Reporting on Adverse Clinical Events

The document from November 1, 2015, discusses various adverse clinical events linked to medications and supplements. It includes a case of a 26-year-old female who developed alopecia after taking rivaroxaban, which resolved after stopping the drug. Three cases of bradyarrhythmias were potentially associated with sofosbuvir in a group of 415 patients. The FDA recalled supplements with undeclared drugs and noted frequent emergency visits due to supplement-related adverse events. Other cases reported include nail hyperpigmentation from long-term minocycline use, eosinophilia and increased salivation from clozapine, which resolved upon discontinuation, and severe liver injury linked to hepatitis C treatments.

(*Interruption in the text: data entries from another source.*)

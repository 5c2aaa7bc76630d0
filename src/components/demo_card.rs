//! Demo Card Component
//!
//! Terminal-style card on the landing view that fakes an API round trip.
//! Pressing Run replays the request: the command line flashes, a
//! processing line stands in for the response, then the response returns
//! with a fresh latency and the trace line pulses.

use dioxus::prelude::*;
use portfolio_core::{DemoFrame, DemoSimulator, LatencyPolicy};
use portfolio_ui::{Button, ButtonSize, ButtonVariant};

const REQUEST: &str = "$ curl -X POST /api/bookings \\\n  -H \"Authorization: Bearer <token>\" \\\n  -d '{ \"flightId\": \"AI-203\", \"seats\": 2 }'\n";

const TRACE: &str = "trace: gateway \u{2192} auth \u{2192} booking \u{2192} payments \u{2192} notifications";

fn response_body(latency_ms: u32) -> String {
    format!(
        " 201 Created\n{{\n  \"bookingId\": \"BK-7F3A\",\n  \"status\": \"CONFIRMED\",\n  \"payment\": \"CAPTURED\",\n  \"latencyMs\": {}\n}}\n\n",
        latency_ms
    )
}

/// Demo Card
///
/// Steps of a run are scheduled in a task owned by this component, so
/// leaving the page cancels a run in flight.
#[component]
pub fn DemoCard() -> Element {
    let mut sim = use_signal(|| DemoSimulator::new(LatencyPolicy::default()));

    let on_run = move |_| {
        let Some(run) = sim.write().run(&mut rand::rng()) else {
            return;
        };
        tracing::debug!(latency_ms = run.latency_ms(), "Demo run started");

        spawn(async move {
            for (wait, step) in run.remaining_steps() {
                tokio::time::sleep(wait).await;
                if !sim.write().apply(&run, step) {
                    break;
                }
            }
        });
    };

    let DemoFrame {
        running,
        highlight_request,
        show_response,
        show_processing,
        animate_checkmark,
        pulse_trace,
        latency_ms,
    } = sim.read().frame();

    rsx! {
        div { class: "demo-card",
            div { class: "demo-card-header",
                div { class: "window-dots", "aria-hidden": "true",
                    span { class: "dot dot-red" }
                    span { class: "dot dot-yellow" }
                    span { class: "dot dot-green" }
                }
                span { class: "demo-card-title", "system.log" }
            }

            div { class: "demo-card-body floaty",
                div { class: "demo-run",
                    Button {
                        variant: ButtonVariant::Default,
                        size: ButtonSize::Sm,
                        disabled: running,
                        aria_label: "Run API demo".to_string(),
                        onclick: on_run,
                        if running {
                            span { class: "spinner small", "aria-hidden": "true" }
                            "Running"
                        } else {
                            span { class: "play-icon", "aria-hidden": "true", "\u{25B6}" }
                            "Run"
                        }
                    }
                }

                pre { class: "demo-terminal",
                    code {
                        span { class: if highlight_request { "api-request api-request-highlight" } else { "api-request" },
                            {REQUEST}
                        }
                        span { class: "api-output",
                            if show_processing {
                                span { class: "api-loading",
                                    span { class: "api-processing",
                                        span { class: "spinner small", "aria-hidden": "true" }
                                        "processing\u{2026}"
                                    }
                                }
                            } else if show_response {
                                span { class: "api-response",
                                    span { class: if animate_checkmark { "api-checkmark" } else { "" }, "\u{2713}" }
                                    {response_body(latency_ms)}
                                    span { class: if pulse_trace { "api-trace api-trace-pulse" } else { "api-trace" },
                                        {TRACE}
                                    }
                                }
                            } else {
                                span { class: "api-placeholder", "aria-hidden": "true",
                                    "\u{2713}"
                                    {response_body(latency_ms)}
                                    {TRACE}
                                }
                            }
                        }
                    }
                }
            }

            p { class: "demo-card-caption",
                "Clean contracts, resilient services, and predictable performance."
            }
        }
    }
}

#[cfg(test)]
mod tests {
    use super::*;

    #[test]
    fn response_body_carries_latency() {
        let body = response_body(97);
        assert!(body.contains("\"latencyMs\": 97"));
        assert!(body.starts_with(" 201 Created"));
    }
}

A systematic review found a 4% frequency of serious adverse reactions, with polypharmacy as a common risk factor. A retrospective analysis identified hypokalemia and a QTc interval of ≥500 ms as risk factors for drug-induced malignant arrhythmias. The FDA stated that long-term clopidogrel use does not affect mortality and warned against herbal supplements with undeclared prescription drugs. A 58-year-old male developed tendinopathy from ofloxacin otic drops, and a study in a Jordan hospital found a 3.2% prevalence rate of ADRs, with increased risk with each additional medication. Reporting and monitoring ADRs were emphasized for safety and management.